[Collected data]
↓

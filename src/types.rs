//! Core types for the Synheart Sentinel engine
//!
//! This module defines the data structures that flow through detection:
//! daily metric samples, per-user baselines, anomaly records, and the
//! transient outcome of a detection run.

use crate::config::MIN_BASELINE_DAYS;
use crate::error::ValidationError;
use chrono::{DateTime, NaiveDate, Utc};
use serde::{Deserialize, Serialize};
use std::collections::BTreeMap;
use std::fmt;
use uuid::Uuid;

/// Maximum minutes of sleep that fit in a calendar day
pub const MINUTES_PER_DAY: u32 = 1440;

/// Metric types tracked per day
#[derive(Debug, Clone, Copy, PartialEq, Eq, PartialOrd, Ord, Hash, Serialize, Deserialize)]
#[serde(rename_all = "SCREAMING_SNAKE_CASE")]
pub enum MetricType {
    Steps,
    Distance,
    Calories,
    ScreenTime,
    Sleep,
    HeartRate,
    Hrv,
    Mood,
}

impl MetricType {
    /// Every metric, in detection order
    pub const ALL: [MetricType; 8] = [
        MetricType::Steps,
        MetricType::Distance,
        MetricType::Calories,
        MetricType::ScreenTime,
        MetricType::Sleep,
        MetricType::HeartRate,
        MetricType::Hrv,
        MetricType::Mood,
    ];

    pub fn as_str(&self) -> &'static str {
        match self {
            MetricType::Steps => "STEPS",
            MetricType::Distance => "DISTANCE",
            MetricType::Calories => "CALORIES",
            MetricType::ScreenTime => "SCREEN_TIME",
            MetricType::Sleep => "SLEEP",
            MetricType::HeartRate => "HEART_RATE",
            MetricType::Hrv => "HRV",
            MetricType::Mood => "MOOD",
        }
    }

    /// Human-readable label used in anomaly messages
    pub fn label(&self) -> &'static str {
        match self {
            MetricType::Steps => "Steps",
            MetricType::Distance => "Distance",
            MetricType::Calories => "Calories burned",
            MetricType::ScreenTime => "Screen time",
            MetricType::Sleep => "Sleep duration",
            MetricType::HeartRate => "Average heart rate",
            MetricType::Hrv => "Heart rate variability",
            MetricType::Mood => "Mood score",
        }
    }

    pub fn unit(&self) -> &'static str {
        match self {
            MetricType::Steps => "steps",
            MetricType::Distance => "m",
            MetricType::Calories => "kcal",
            MetricType::ScreenTime | MetricType::Sleep => "min",
            MetricType::HeartRate => "bpm",
            MetricType::Hrv => "ms",
            MetricType::Mood => "pts",
        }
    }

    /// Smallest absolute change that counts as a deviation when the baseline
    /// has observed no variance for this metric
    pub fn absolute_tolerance(&self) -> f64 {
        match self {
            MetricType::Steps => 10.0,
            MetricType::Distance => 10.0,
            MetricType::Calories => 10.0,
            MetricType::ScreenTime => 5.0,
            MetricType::Sleep => 5.0,
            MetricType::HeartRate => 1.0,
            MetricType::Hrv => 1.0,
            MetricType::Mood => 1.0,
        }
    }
}

impl fmt::Display for MetricType {
    fn fmt(&self, f: &mut fmt::Formatter<'_>) -> fmt::Result {
        f.write_str(self.as_str())
    }
}

/// Ordinal severity of a deviation (INFO < WARNING < ALERT)
#[derive(Debug, Clone, Copy, PartialEq, Eq, PartialOrd, Ord, Hash, Serialize, Deserialize)]
#[serde(rename_all = "SCREAMING_SNAKE_CASE")]
pub enum Severity {
    Info,
    Warning,
    Alert,
}

/// Which side of the expected range a value fell on
#[derive(Debug, Clone, Copy, PartialEq, Eq, Hash, Serialize, Deserialize)]
#[serde(rename_all = "snake_case")]
pub enum Direction {
    Above,
    Below,
}

impl Direction {
    pub fn of(actual: f64, mean: f64) -> Self {
        if actual >= mean {
            Direction::Above
        } else {
            Direction::Below
        }
    }
}

/// Direction-aware category attached to every anomaly
#[derive(Debug, Clone, Copy, PartialEq, Eq, Hash, Serialize, Deserialize)]
#[serde(rename_all = "snake_case")]
pub enum AnomalyCategory {
    LowActivity,
    HighActivity,
    ReducedMovement,
    IncreasedMovement,
    LowEnergyExpenditure,
    HighEnergyExpenditure,
    ExcessiveScreenTime,
    ReducedScreenTime,
    SleepDeficit,
    Oversleeping,
    ElevatedHeartRate,
    LowHeartRate,
    ReducedHrv,
    ElevatedHrv,
    LowMood,
    ElevatedMood,
}

impl AnomalyCategory {
    pub fn as_str(&self) -> &'static str {
        match self {
            AnomalyCategory::LowActivity => "low activity",
            AnomalyCategory::HighActivity => "unusually high activity",
            AnomalyCategory::ReducedMovement => "reduced movement",
            AnomalyCategory::IncreasedMovement => "increased movement",
            AnomalyCategory::LowEnergyExpenditure => "low energy expenditure",
            AnomalyCategory::HighEnergyExpenditure => "high energy expenditure",
            AnomalyCategory::ExcessiveScreenTime => "excessive screen use",
            AnomalyCategory::ReducedScreenTime => "reduced screen use",
            AnomalyCategory::SleepDeficit => "sleep deficit",
            AnomalyCategory::Oversleeping => "oversleeping",
            AnomalyCategory::ElevatedHeartRate => "elevated heart rate",
            AnomalyCategory::LowHeartRate => "low heart rate",
            AnomalyCategory::ReducedHrv => "reduced heart rate variability",
            AnomalyCategory::ElevatedHrv => "elevated heart rate variability",
            AnomalyCategory::LowMood => "low mood",
            AnomalyCategory::ElevatedMood => "elevated mood",
        }
    }

    /// Whether a deviation in this category is a change for the better
    pub fn is_favourable(&self) -> bool {
        matches!(
            self,
            AnomalyCategory::HighActivity
                | AnomalyCategory::IncreasedMovement
                | AnomalyCategory::ReducedScreenTime
                | AnomalyCategory::ElevatedHrv
                | AnomalyCategory::ElevatedMood
        )
    }
}

/// One day of measurements for one user
#[derive(Debug, Clone, PartialEq, Serialize, Deserialize)]
pub struct MetricSample {
    pub user_id: String,
    /// Calendar date this sample represents
    pub date: NaiveDate,
    pub steps: u32,
    #[serde(default)]
    pub distance_meters: f64,
    #[serde(default)]
    pub calories_burned: f64,
    pub screen_time_minutes: u32,
    pub sleep_duration_minutes: u32,
    /// Average heart rate (bpm), 0 when unavailable
    #[serde(default)]
    pub average_heart_rate: f64,
    /// Average HRV (ms), 0 when unavailable
    #[serde(default)]
    pub average_hrv: f64,
    /// Self-reported mood (1-10)
    #[serde(default, skip_serializing_if = "Option::is_none")]
    pub mood_score: Option<u8>,
}

impl MetricSample {
    /// Create a sample with every optional measurement unset
    pub fn new(user_id: impl Into<String>, date: NaiveDate) -> Self {
        Self {
            user_id: user_id.into(),
            date,
            steps: 0,
            distance_meters: 0.0,
            calories_burned: 0.0,
            screen_time_minutes: 0,
            sleep_duration_minutes: 0,
            average_heart_rate: 0.0,
            average_hrv: 0.0,
            mood_score: None,
        }
    }

    /// Value of a metric for this day, or `None` when it was not recorded.
    ///
    /// Heart rate and HRV use 0 as "not recorded"; steps, sleep, screen time,
    /// distance and calories zeros are real measurements.
    pub fn value(&self, metric: MetricType) -> Option<f64> {
        match metric {
            MetricType::Steps => Some(self.steps as f64),
            MetricType::Distance => Some(self.distance_meters),
            MetricType::Calories => Some(self.calories_burned),
            MetricType::ScreenTime => Some(self.screen_time_minutes as f64),
            MetricType::Sleep => Some(self.sleep_duration_minutes as f64),
            MetricType::HeartRate => recorded(self.average_heart_rate),
            MetricType::Hrv => recorded(self.average_hrv),
            MetricType::Mood => self.mood_score.map(f64::from),
        }
    }

    /// Check field ranges
    pub fn validate(&self) -> Result<(), ValidationError> {
        if self.user_id.trim().is_empty() {
            return Err(ValidationError::MissingUserId);
        }

        for (field, value) in [
            ("distance_meters", self.distance_meters),
            ("calories_burned", self.calories_burned),
            ("average_heart_rate", self.average_heart_rate),
            ("average_hrv", self.average_hrv),
        ] {
            if !value.is_finite() || value < 0.0 {
                return Err(ValidationError::NegativeOrNonFinite { field, value });
            }
        }

        if self.sleep_duration_minutes > MINUTES_PER_DAY {
            return Err(ValidationError::SleepOutOfRange(self.sleep_duration_minutes));
        }

        if let Some(mood) = self.mood_score {
            if !(1..=10).contains(&mood) {
                return Err(ValidationError::MoodOutOfRange(mood));
            }
        }

        Ok(())
    }
}

fn recorded(value: f64) -> Option<f64> {
    if value > 0.0 {
        Some(value)
    } else {
        None
    }
}

/// Per-user statistical reference computed from a window of samples
#[derive(Debug, Clone, PartialEq, Serialize, Deserialize)]
pub struct UserBaseline {
    pub user_id: String,
    pub per_metric_mean: BTreeMap<MetricType, f64>,
    pub per_metric_std_dev: BTreeMap<MetricType, f64>,
    /// Number of recorded values behind each metric's statistics
    #[serde(default)]
    pub per_metric_count: BTreeMap<MetricType, u32>,
    /// Number of daily samples in the window
    pub sample_count: u32,
    /// Date of the latest sample in the window
    #[serde(default, skip_serializing_if = "Option::is_none")]
    pub window_end: Option<NaiveDate>,
    pub calculated_at: DateTime<Utc>,
}

impl UserBaseline {
    /// Whether enough days back this baseline for it to be used in detection.
    ///
    /// The requirement never drops below `MIN_BASELINE_DAYS`.
    pub fn is_valid(&self, min_baseline_days: u32) -> bool {
        self.sample_count >= min_baseline_days.max(MIN_BASELINE_DAYS)
    }

    /// Whether every sample behind this baseline is dated before `date`.
    ///
    /// A baseline with an unknown window is never assumed to precede a day.
    pub fn precedes(&self, date: NaiveDate) -> bool {
        self.window_end.is_some_and(|end| end < date)
    }

    /// Mean and standard deviation for a metric, if both are known
    pub fn stats(&self, metric: MetricType) -> Option<(f64, f64)> {
        let mean = self.per_metric_mean.get(&metric)?;
        let std_dev = self.per_metric_std_dev.get(&metric)?;
        Some((*mean, *std_dev))
    }

    /// Load a baseline from JSON
    pub fn from_json(json: &str) -> Result<Self, serde_json::Error> {
        serde_json::from_str(json)
    }

    /// Serialize the baseline to JSON
    pub fn to_json(&self) -> Result<String, serde_json::Error> {
        serde_json::to_string(self)
    }
}

/// A single metric value on a single day outside the user's expected range
#[derive(Debug, Clone, PartialEq, Serialize, Deserialize)]
pub struct Anomaly {
    pub id: Uuid,
    pub user_id: String,
    /// Calendar date of the sample that produced this anomaly
    pub date: NaiveDate,
    pub metric_type: MetricType,
    pub detected_at: DateTime<Utc>,
    pub actual_value: f64,
    pub expected_min: f64,
    pub expected_max: f64,
    pub severity: Severity,
    pub category: AnomalyCategory,
    pub message: String,
    #[serde(default)]
    pub acknowledged: bool,
}

impl Anomaly {
    /// Stable id for the anomaly of `metric` on `date` for `user_id`.
    ///
    /// Re-running detection for the same day yields the same ids, so a
    /// metric can only ever produce one record per user and date.
    pub fn key_id(user_id: &str, date: NaiveDate, metric: MetricType) -> Uuid {
        let key = format!("sentinel:{}:{}:{}", user_id, date, metric.as_str());
        Uuid::new_v5(&Uuid::NAMESPACE_OID, key.as_bytes())
    }

    /// Whether `actual_value` lies strictly outside a well-formed range
    pub fn is_well_formed(&self) -> bool {
        self.expected_min <= self.expected_max
            && (self.actual_value < self.expected_min || self.actual_value > self.expected_max)
    }
}

/// Result of one detection run
#[derive(Debug, Clone, PartialEq, Default, Serialize, Deserialize)]
pub struct DetectionOutcome {
    pub anomalies: Vec<Anomaly>,
    pub used_fallback: bool,
    #[serde(default, skip_serializing_if = "Option::is_none")]
    pub fallback_reason: Option<String>,
}

#[cfg(test)]
mod tests {
    use super::*;

    fn date(day: u32) -> NaiveDate {
        NaiveDate::from_ymd_opt(2024, 3, day).unwrap()
    }

    #[test]
    fn test_unrecorded_heart_metrics_are_absent() {
        let sample = MetricSample::new("user-1", date(1));

        assert_eq!(sample.value(MetricType::Steps), Some(0.0));
        assert_eq!(sample.value(MetricType::Sleep), Some(0.0));
        assert_eq!(sample.value(MetricType::HeartRate), None);
        assert_eq!(sample.value(MetricType::Hrv), None);
        assert_eq!(sample.value(MetricType::Mood), None);
    }

    #[test]
    fn test_validate_rejects_out_of_range_fields() {
        let mut sample = MetricSample::new("user-1", date(1));
        sample.sleep_duration_minutes = 1500;
        assert_eq!(sample.validate(), Err(ValidationError::SleepOutOfRange(1500)));

        sample.sleep_duration_minutes = 480;
        sample.mood_score = Some(11);
        assert_eq!(sample.validate(), Err(ValidationError::MoodOutOfRange(11)));

        sample.mood_score = Some(7);
        sample.distance_meters = f64::NAN;
        assert!(matches!(
            sample.validate(),
            Err(ValidationError::NegativeOrNonFinite { field: "distance_meters", .. })
        ));

        sample.distance_meters = 1200.0;
        assert!(sample.validate().is_ok());
    }

    #[test]
    fn test_validate_requires_user_id() {
        let sample = MetricSample::new("  ", date(1));
        assert_eq!(sample.validate(), Err(ValidationError::MissingUserId));
    }

    #[test]
    fn test_key_id_is_stable_per_user_date_metric() {
        let a = Anomaly::key_id("user-1", date(1), MetricType::Steps);
        let b = Anomaly::key_id("user-1", date(1), MetricType::Steps);
        let c = Anomaly::key_id("user-1", date(1), MetricType::Sleep);
        let d = Anomaly::key_id("user-1", date(2), MetricType::Steps);

        assert_eq!(a, b);
        assert_ne!(a, c);
        assert_ne!(a, d);
    }

    #[test]
    fn test_sample_deserializes_with_defaults() {
        let json = r#"{
            "user_id": "user-1",
            "date": "2024-03-01",
            "steps": 8500,
            "screen_time_minutes": 180,
            "sleep_duration_minutes": 430
        }"#;

        let sample: MetricSample = serde_json::from_str(json).unwrap();
        assert_eq!(sample.steps, 8500);
        assert_eq!(sample.average_heart_rate, 0.0);
        assert_eq!(sample.mood_score, None);
    }

    #[test]
    fn test_metric_type_serializes_screaming_case() {
        let json = serde_json::to_string(&MetricType::ScreenTime).unwrap();
        assert_eq!(json, "\"SCREEN_TIME\"");
        assert!(Severity::Info < Severity::Warning && Severity::Warning < Severity::Alert);
    }
}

↑

● **DESCRIPTION OF THE TASK**
Scan the records for the string "samples". Copy each line in which it appears.

● **EXERCISE RESULT**
//! daily metric samples, per-user baselines, anomaly records, and the
/// Per-user statistical reference computed from a window of samples
    /// Number of daily samples in the window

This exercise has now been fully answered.